Modulation of Urethane (Ethyl Carbamate) Carcinogenicity by Ethyl Alcohol: A Review

Abstract

Urethane (ethyl carbamate) is a carcinogen that has been detected as a contaminant in certain foods and alcoholic beverages. The carcinogenicity of urethane appears to be mediated through a metabolic pathway involving sequential cytochrome P-450-catalyzed oxidation to vinyl carbamate and vinyl carbamate epoxide, the latter of which reacts with DNA to yield etheno-type DNA adducts. The interactions of ethanol on urethane metabolism and carcinogenicity are varied and complex. Urethane is oxidized by cytochrome P-450 IIE1, an isoform induced by ethanol, which suggests that chronic ethanol consumption could increase the oxidation of urethane to its epoxide derivative.
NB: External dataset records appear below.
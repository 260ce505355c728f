//! Identity-keyed selection.
//!
//! [`SelectionTracker`] keeps the selected items keyed by the identity the
//! table's identifier function extracts, so a selection survives full resets
//! and page changes: items off the current page stay selected.
//!
//! The tracker only records membership. Every mutating call returns a
//! [`SelectionDelta`]; the table turns a non-empty delta into exactly one
//! [`SelectionChanged`] event and re-decorates affected rows.
//!
//! # Example
//!
//! ```
//! use gridbind::selection::SelectionTracker;
//! use std::sync::Arc;
//!
//! let mut selection: SelectionTracker<&str, String> =
//!     SelectionTracker::new(Arc::new(|name: &&str| name.to_lowercase()));
//!
//! assert!(!selection.select(["Ann", "Ben"]).is_empty());
//! // "ANN" has the same identity as "Ann": nothing changes.
//! assert!(selection.select(["ANN"]).is_empty());
//! assert_eq!(selection.selected(), vec!["Ann", "Ben"]);
//! ```

use std::collections::HashMap;
use std::hash::Hash;

use crate::identity::{IdentifierFn, IdentityKey};

/// Where a selection change came from.
#[derive(Debug, Clone, Copy, PartialEq, Eq, Hash)]
pub enum ChangeOrigin {
    /// A user interaction (toggle, row click).
    Client,
    /// An API call.
    Programmatic,
}

/// Emitted once per selection call that changed membership.
#[derive(Debug, Clone, PartialEq)]
pub struct SelectionChanged<T> {
    /// The whole selection after the change, in selection order.
    pub selected: Vec<T>,
    /// Where the change came from.
    pub origin: ChangeOrigin,
}

impl<T> SelectionChanged<T> {
    /// Returns `true` for user-driven changes.
    pub fn is_from_client(&self) -> bool {
        self.origin == ChangeOrigin::Client
    }
}

/// Emitted when the user clicks a row.
#[derive(Debug, Clone, PartialEq)]
pub struct ItemClicked<T> {
    /// The clicked item.
    pub item: T,
    /// The clicked row's key.
    pub key: IdentityKey,
}

/// Identities whose membership changed in one call.
#[derive(Debug, Clone, PartialEq, Eq)]
pub struct SelectionDelta<I> {
    /// Identities added to the selection.
    pub selected: Vec<I>,
    /// Identities removed from the selection.
    pub deselected: Vec<I>,
}

impl<I> SelectionDelta<I> {
    fn new() -> Self {
        Self {
            selected: Vec::new(),
            deselected: Vec::new(),
        }
    }

    /// Returns `true` if membership did not change.
    pub fn is_empty(&self) -> bool {
        self.selected.is_empty() && self.deselected.is_empty()
    }
}

impl<I: PartialEq> SelectionDelta<I> {
    /// The new state of `identity`, if this delta touched it.
    pub fn state_of(&self, identity: &I) -> Option<bool> {
        if self.selected.contains(identity) {
            Some(true)
        } else if self.deselected.contains(identity) {
            Some(false)
        } else {
            None
        }
    }
}

/// A multi-selection keyed by item identity.
pub struct SelectionTracker<T, I> {
    identifier: IdentifierFn<T, I>,
    items: HashMap<I, T>,
    order: Vec<I>,
}

impl<T, I> SelectionTracker<T, I>
where
    T: Clone,
    I: Eq + Hash + Clone,
{
    /// Creates an empty selection using `identifier` to compare items.
    pub fn new(identifier: IdentifierFn<T, I>) -> Self {
        Self {
            identifier,
            items: HashMap::new(),
            order: Vec::new(),
        }
    }

    // =========================================================================
    // Mutation
    // =========================================================================

    /// Adds items. Already-selected identities are skipped.
    pub fn select<It: IntoIterator<Item = T>>(&mut self, items: It) -> SelectionDelta<I> {
        let mut delta = SelectionDelta::new();
        for item in items {
            let identity = (self.identifier)(&item);
            if !self.items.contains_key(&identity) {
                self.items.insert(identity.clone(), item);
                self.order.push(identity.clone());
                delta.selected.push(identity);
            }
        }
        delta
    }

    /// Removes items. Unselected identities are skipped.
    pub fn deselect<It: IntoIterator<Item = T>>(&mut self, items: It) -> SelectionDelta<I> {
        let mut delta = SelectionDelta::new();
        for item in items {
            let identity = (self.identifier)(&item);
            if self.items.remove(&identity).is_some() {
                self.order.retain(|selected| selected != &identity);
                delta.deselected.push(identity);
            }
        }
        delta
    }

    /// Clears the selection.
    pub fn deselect_all(&mut self) -> SelectionDelta<I> {
        self.items.clear();
        SelectionDelta {
            selected: Vec::new(),
            deselected: std::mem::take(&mut self.order),
        }
    }

    /// Flips the membership of one item.
    pub fn toggle(&mut self, item: &T) -> SelectionDelta<I> {
        if self.contains(item) {
            self.deselect([item.clone()])
        } else {
            self.select([item.clone()])
        }
    }

    /// Replaces the identifier function. Stored identities are kept, so items
    /// selected before the swap only match again once re-selected.
    pub fn set_identifier(&mut self, identifier: IdentifierFn<T, I>) {
        self.identifier = identifier;
    }

    // =========================================================================
    // Queries
    // =========================================================================

    /// Returns `true` if `item`'s identity is selected.
    pub fn contains(&self, item: &T) -> bool {
        self.items.contains_key(&(self.identifier)(item))
    }

    /// Returns `true` if `identity` is selected.
    pub fn contains_identity(&self, identity: &I) -> bool {
        self.items.contains_key(identity)
    }

    /// The identity of `item`.
    pub fn identity(&self, item: &T) -> I {
        (self.identifier)(item)
    }

    /// The selected items in selection order.
    pub fn selected(&self) -> Vec<T> {
        self.order
            .iter()
            .filter_map(|identity| self.items.get(identity).cloned())
            .collect()
    }

    /// Number of selected items.
    pub fn len(&self) -> usize {
        self.order.len()
    }

    /// Returns `true` if nothing is selected.
    pub fn is_empty(&self) -> bool {
        self.order.is_empty()
    }
}

impl<T, I> std::fmt::Debug for SelectionTracker<T, I> {
    fn fmt(&self, f: &mut std::fmt::Formatter<'_>) -> std::fmt::Result {
        f.debug_struct("SelectionTracker")
            .field("selected", &self.order.len())
            .finish()
    }
}

#[cfg(test)]
mod tests {
    use super::*;
    use std::sync::Arc;

    #[derive(Debug, Clone, PartialEq)]
    struct Person {
        id: u32,
        name: &'static str,
    }

    fn tracker() -> SelectionTracker<Person, u32> {
        SelectionTracker::new(Arc::new(|p: &Person| p.id))
    }

    fn person(id: u32, name: &'static str) -> Person {
        Person { id, name }
    }

    #[test]
    fn test_select_is_idempotent() {
        let mut selection = tracker();
        let delta = selection.select([person(1, "Ann")]);
        assert_eq!(delta.selected, vec![1]);

        assert!(selection.select([person(1, "Ann")]).is_empty());
        assert_eq!(selection.len(), 1);
    }

    #[test]
    fn test_batch_reports_only_changes() {
        let mut selection = tracker();
        selection.select([person(1, "Ann")]);

        let delta = selection.select([person(1, "Ann"), person(2, "Ben"), person(2, "Ben")]);
        assert_eq!(delta.selected, vec![2]);
        assert!(delta.deselected.is_empty());
    }

    #[test]
    fn test_deselect_unknown_is_noop() {
        let mut selection = tracker();
        assert!(selection.deselect([person(9, "Zed")]).is_empty());
        assert!(selection.deselect_all().is_empty());
    }

    #[test]
    fn test_toggle() {
        let mut selection = tracker();
        let ann = person(1, "Ann");

        assert_eq!(selection.toggle(&ann).state_of(&1), Some(true));
        assert!(selection.contains(&ann));
        assert_eq!(selection.toggle(&ann).state_of(&1), Some(false));
        assert!(!selection.contains(&ann));
    }

    #[test]
    fn test_identity_matching() {
        let mut selection = tracker();
        selection.select([person(1, "Ann")]);

        // Same id, new content: still selected, original item kept.
        assert!(selection.contains(&person(1, "Anne")));
        assert_eq!(selection.selected()[0].name, "Ann");

        let delta = selection.deselect([person(1, "Anne")]);
        assert_eq!(delta.deselected, vec![1]);
    }

    #[test]
    fn test_selection_order_and_deselect_all() {
        let mut selection = tracker();
        selection.select([person(3, "Cid"), person(1, "Ann"), person(2, "Ben")]);
        selection.deselect([person(1, "Ann")]);

        let ids: Vec<u32> = selection.selected().iter().map(|p| p.id).collect();
        assert_eq!(ids, vec![3, 2]);

        let delta = selection.deselect_all();
        assert_eq!(delta.deselected, vec![3, 2]);
        assert!(selection.is_empty());
    }

    #[test]
    fn test_origin() {
        let event = SelectionChanged {
            selected: vec![1],
            origin: ChangeOrigin::Client,
        };
        assert!(event.is_from_client());
    }
}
On the other hand, ethanol coadministration is known to inhibit the elimination and hydrolysis of urethane. Ethanol has decreased the tumorigenicity of urethane in two bioassays, but did not have an effect in a third. While the results to date suggest that ethanol will decrease the metabolic activation of urethane, with a resultant decrease in tumorigenicity, additional studies are clearly necessary to elucidate the mechanisms by which ethanol influences the carcinogenicity of urethane.